Ha eccepito, comunque, nell’ipotesi in cui la legittimità della riserva di sfruttamento economico fosse ritenuta venuta meno, l’usucapione del diritto di usufrutto del tetto condominiale, stante il possesso pubblico, pacifico ed ininterrotto per oltre venti anni del tetto da parte della stessa (…).

Sulla base di tali considerazioni, inoltre, (…) ha evidenziato la legittimità dei pagamenti effettuati nei suoi confronti da (…) come corrispettivo per la locazione del tetto condominiale, affermando di nulla dovere nei confronti del CONDOMINIO.

All’udienza del 12.3.2019 sono stati concessi i termini per le memorie di cui all’art. 183 co. 6 c.p.c. e, successivamente, la causa è stata istruita documentalmente.

All’udienza del 5.11.2019 le parti hanno precisato le conclusioni, il Giudice ha concesso i termini di cui all’art. 190 c.p.c. per il deposito delle comparse conclusionali e memorie di replica e la causa è stata trattenuta in decisione.

1) I fatti costitutivi della pretesa

Oggetto del presente procedimento è il diritto del CONDOMINIO DI (…) a richiedere una pronuncia di condanna nei confronti della convenuta (…) per la rimozione dell’insegna pubblicitaria che quest’ultima ha installato sul tetto dell’edificio condominiale.

È documentale che il fabbricato oggi costituente il CONDOMINIO DI (…) in origine fosse di esclusiva proprietà della terza chiamata (…), la quale ha alienato nel corso del tempo le singole unità immobiliari dell’edificio in favore degli attuali condomini (o dei loro aventi causa).

Con riferimento proprio ai vari contratti di compravendita, intervenuti tra il 1978 e il 1993, si evidenzia come essi contengano specifiche “riserve di sfruttamento della facciata e del tetto per la pubblicità ivi installata” in favore di (…). In particolare, quattro dei predetti contratti contengono una riserva di sfruttamento c.d. condizionata, essendo fatta “a favore di tutte le residue porzioni del fabbricato di proprietà (…)” (contratto (…)-(…) del 1978; contratto (…)-(…) del 1979; contratto (…)-(…) del 1979; contratto (…)-(…) del 1980); un unico contratto, invece, quello più recente, prevede una riserva di sfruttamento “incondizionata”, ossia non in favore delle residue porzioni di proprietà di (…), avendo la stessa alienato proprio in tale occasione l’ultima unità immobiliare di sua proprietà (contratto (…)-(…)-(…) del 1993).

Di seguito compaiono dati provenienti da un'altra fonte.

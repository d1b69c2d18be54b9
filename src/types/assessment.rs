//! Risk assessment data structures

use serde::{Deserialize, Serialize};
use std::fmt;

/// Risk level classification
#[derive(Debug, Clone, Copy, PartialEq, Eq, Hash, Serialize, Deserialize)]
#[serde(rename_all = "lowercase")]
pub enum RiskLevel {
    Low,
    Medium,
    High,
}

impl RiskLevel {
    /// Determine risk level from a 0-100 score and thresholds.
    ///
    /// Both boundaries are inclusive.
    pub fn from_score(score: u8, thresholds: &RiskLevelThresholds) -> Self {
        if score >= thresholds.high {
            RiskLevel::High
        } else if score >= thresholds.medium {
            RiskLevel::Medium
        } else {
            RiskLevel::Low
        }
    }

    pub fn as_str(&self) -> &'static str {
        match self {
            RiskLevel::Low => "low",
            RiskLevel::Medium => "medium",
            RiskLevel::High => "high",
        }
    }
}

impl fmt::Display for RiskLevel {
    fn fmt(&self, f: &mut fmt::Formatter<'_>) -> fmt::Result {
        f.pad(self.as_str())
    }
}

/// Configurable risk level thresholds on the 0-100 scale
#[derive(Debug, Clone, Copy, PartialEq, Eq, Serialize, Deserialize)]
pub struct RiskLevelThresholds {
    pub medium: u8,
    pub high: u8,
}

impl Default for RiskLevelThresholds {
    fn default() -> Self {
        Self {
            medium: 50,
            high: 80,
        }
    }
}

/// Impact severity of a single factor.
///
/// Variant order is the display order: `High` sorts first.
#[derive(Debug, Clone, Copy, PartialEq, Eq, PartialOrd, Ord, Hash, Serialize, Deserialize)]
#[serde(rename_all = "lowercase")]
pub enum Impact {
    High,
    Medium,
    Low,
}

/// Raw value that triggered a factor
#[derive(Debug, Clone, PartialEq, Serialize, Deserialize)]
#[serde(untagged)]
pub enum FactorValue {
    Flag(bool),
    Count(i64),
    Text(String),
}

impl fmt::Display for FactorValue {
    fn fmt(&self, f: &mut fmt::Formatter<'_>) -> fmt::Result {
        match self {
            FactorValue::Flag(v) => write!(f, "{}", v),
            FactorValue::Count(v) => write!(f, "{}", v),
            FactorValue::Text(v) => f.write_str(v),
        }
    }
}

/// One human-readable reason contributing to a score
#[derive(Debug, Clone, PartialEq, Serialize, Deserialize)]
pub struct RiskFactor {
    pub name: String,
    pub description: String,
    pub impact: Impact,
    pub value: FactorValue,
}

impl RiskFactor {
    pub fn new(
        name: impl Into<String>,
        description: impl Into<String>,
        impact: Impact,
        value: FactorValue,
    ) -> Self {
        Self {
            name: name.into(),
            description: description.into(),
            impact,
            value,
        }
    }
}

/// Result of scoring one transaction
#[derive(Debug, Clone, PartialEq, Serialize, Deserialize)]
pub struct RiskAssessment {
    /// Risk score (0 - 100)
    pub score: u8,
    /// Level derived from the score
    pub level: RiskLevel,
    /// Heuristic certainty, not a probability
    pub confidence: f64,
    /// Contributing factors, most severe first for locally computed scores
    pub factors: Vec<RiskFactor>,
}

impl RiskAssessment {
    pub fn is_high_risk(&self) -> bool {
        self.level == RiskLevel::High
    }

    /// Number of factors at the given impact
    pub fn count_impact(&self, impact: Impact) -> usize {
        self.factors.iter().filter(|f| f.impact == impact).count()
    }
}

Ad oggi, pertanto, (…) risulta terza rispetto al CONDOMINIO DI (…), non avendo la stessa alcuna quota di proprietà sull’edificio.

È altrettanto incontestato che la società (…) abbia installato sul tetto del CONDOMINIO un’insegna pubblicitaria avente logo “(…)” sin dal 1953, contrattando a tal fine inizialmente con gli aventi causa di (…) e, successivamente, direttamente con quest’ultima. L’ultimo contratto di concessione del tetto per l’apposizione dell’impianto luminoso è del 2.12.2014, firmato appunto dal legale rappresentante di (…) e da (…) IN V., qualificatasi espressamente come “la proprietà”.

È dunque documentale che (…) abbia continuato a concedere in locazione a (…) lo spazio sul tetto del CONDOMINIO anche a seguito dell’alienazione dell’ultima quota di proprietà (avvenuta appunto nel 1993) e che, in forza di tali contratti, abbia percepito i canoni locatizi corrisposti da (…).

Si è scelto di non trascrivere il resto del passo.